Stored data:

**********

use std::collections::HashMap;
use std::sync::Arc;

use parking_lot::RwLock;
use patterncore_model::ScheduledMessage;
use tracing::warn;

use crate::sender::Sender;

/// Fans scheduled messages out to the `Sender` registered for each
/// destination id, grouping a batch by destination before dispatch so a
/// sender never sees messages meant for another one.
///
/// Registration is rare (at startup, or when a client repoints a
/// destination), dispatch is the hot path — a coarse `RwLock` read lock is
/// cheap enough here since the map itself is never touched mid-tick.
pub struct Router {
    senders: RwLock<HashMap<String, Arc<dyn Sender>>>,
    unknown_logged: RwLock<std::collections::HashSet<String>>,
}

impl Default for Router {
    fn default() -> Self {
        Self::new()
    }
}

impl Router {
    pub fn new() -> Self {
        Self {
            senders: RwLock::new(HashMap::new()),
            unknown_logged: RwLock::new(std::collections::HashSet::new()),
        }
    }

    pub fn register(&self, destination_id: impl Into<String>, sender: Arc<dyn Sender>) {
        let destination_id = destination_id.into();
        self.unknown_logged.write().remove(&destination_id);
        self.senders.write().insert(destination_id, sender);
    }

    pub fn unregister(&self, destination_id: &str) -> Option<Arc<dyn Sender>> {
        self.senders.write().remove(destination_id)
    }

    pub fn destinations(&self) -> Vec<String> {
        self.senders.read().keys().cloned().collect()
    }

    /// Groups `messages` by destination and dispatches each group to its
    /// registered sender. A destination with no registered sender is
    /// dropped and logged once per unique id — repeated misses in the same
    /// run do not re-log, so a step firing every beat doesn't flood the log.
    pub fn dispatch(&self, messages: &[ScheduledMessage]) {
        if messages.is_empty() {
            return;
        }
        let mut grouped: HashMap<&str, Vec<ScheduledMessage>> = HashMap::new();
        for message in messages {
            grouped
                .entry(message.destination_id.as_str())
                .or_default()
                .push(message.clone());
        }

        let senders = self.senders.read();
        for (destination_id, batch) in grouped {
            match senders.get(destination_id) {
                Some(sender) => sender.send_batch(&batch),
                None => self.warn_unknown_once(destination_id),
            }
        }
    }

    fn warn_unknown_once(&self, destination_id: &str) {
        let mut logged = self.unknown_logged.write();
        if logged.insert(destination_id.to_string()) {
            warn!(destination = %destination_id, "no sender registered for destination, dropping messages");
        }
    }

    pub fn close_all(&self) {
        for sender in self.senders.read().values() {
            sender.close();
        }
    }
}

#[cfg(test)]
mod tests {
    use super::*;
    use serde_json::json;
    use std::sync::atomic::{AtomicUsize, Ordering};

    struct CountingSender {
        count: AtomicUsize,
    }

    impl Sender for CountingSender {
        fn send_batch(&self, messages: &[ScheduledMessage]) {
            self.count.fetch_add(messages.len(), Ordering::SeqCst);
        }
        fn close(&self) {}
        fn name(&self) -> &str {
            "counting"
        }
    }

    fn message(destination_id: &str) -> ScheduledMessage {
        ScheduledMessage {
            destination_id: destination_id.into(),
            cycle: 0.0,
            step: 0,
            params: json!({}).as_object().unwrap().clone(),
        }
    }

    #[test]
    fn dispatch_groups_messages_by_destination() {
        let router = Router::new();
        let kick = Arc::new(CountingSender {
            count: AtomicUsize::new(0),
        });
        let snare = Arc::new(CountingSender {
            count: AtomicUsize::new(0),
        });
        router.register("kick", kick.clone());
        router.register("snare", snare.clone());

        router.dispatch(&[message("kick"), message("kick"), message("snare")]);

        assert_eq!(kick.count.load(Ordering::SeqCst), 2);
        assert_eq!(snare.count.load(Ordering::SeqCst), 1);
    }

    #[test]
    fn dispatch_to_unknown_destination_does_not_panic() {
        let router = Router::new();
        router.dispatch(&[message("nonexistent")]);
        router.dispatch(&[message("nonexistent")]);
    }

    #[test]
    fn unregister_removes_sender() {
        let router = Router::new();
        let sender = Arc::new(CountingSender {
            count: AtomicUsize::new(0),
        });
        router.register("kick", sender);
        assert!(router.unregister("kick").is_some());
        assert!(router.destinations().is_empty());
    }
}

**********

| Problem details |
The answer must be every line of the records that contains the word "HashMap".

| Result of the task |
use std::collections::HashMap;
    senders: RwLock<HashMap<String, Arc<dyn Sender>>>,
            senders: RwLock::new(HashMap::new()),
        let mut grouped: HashMap<&str, Vec<ScheduledMessage>> = HashMap::new();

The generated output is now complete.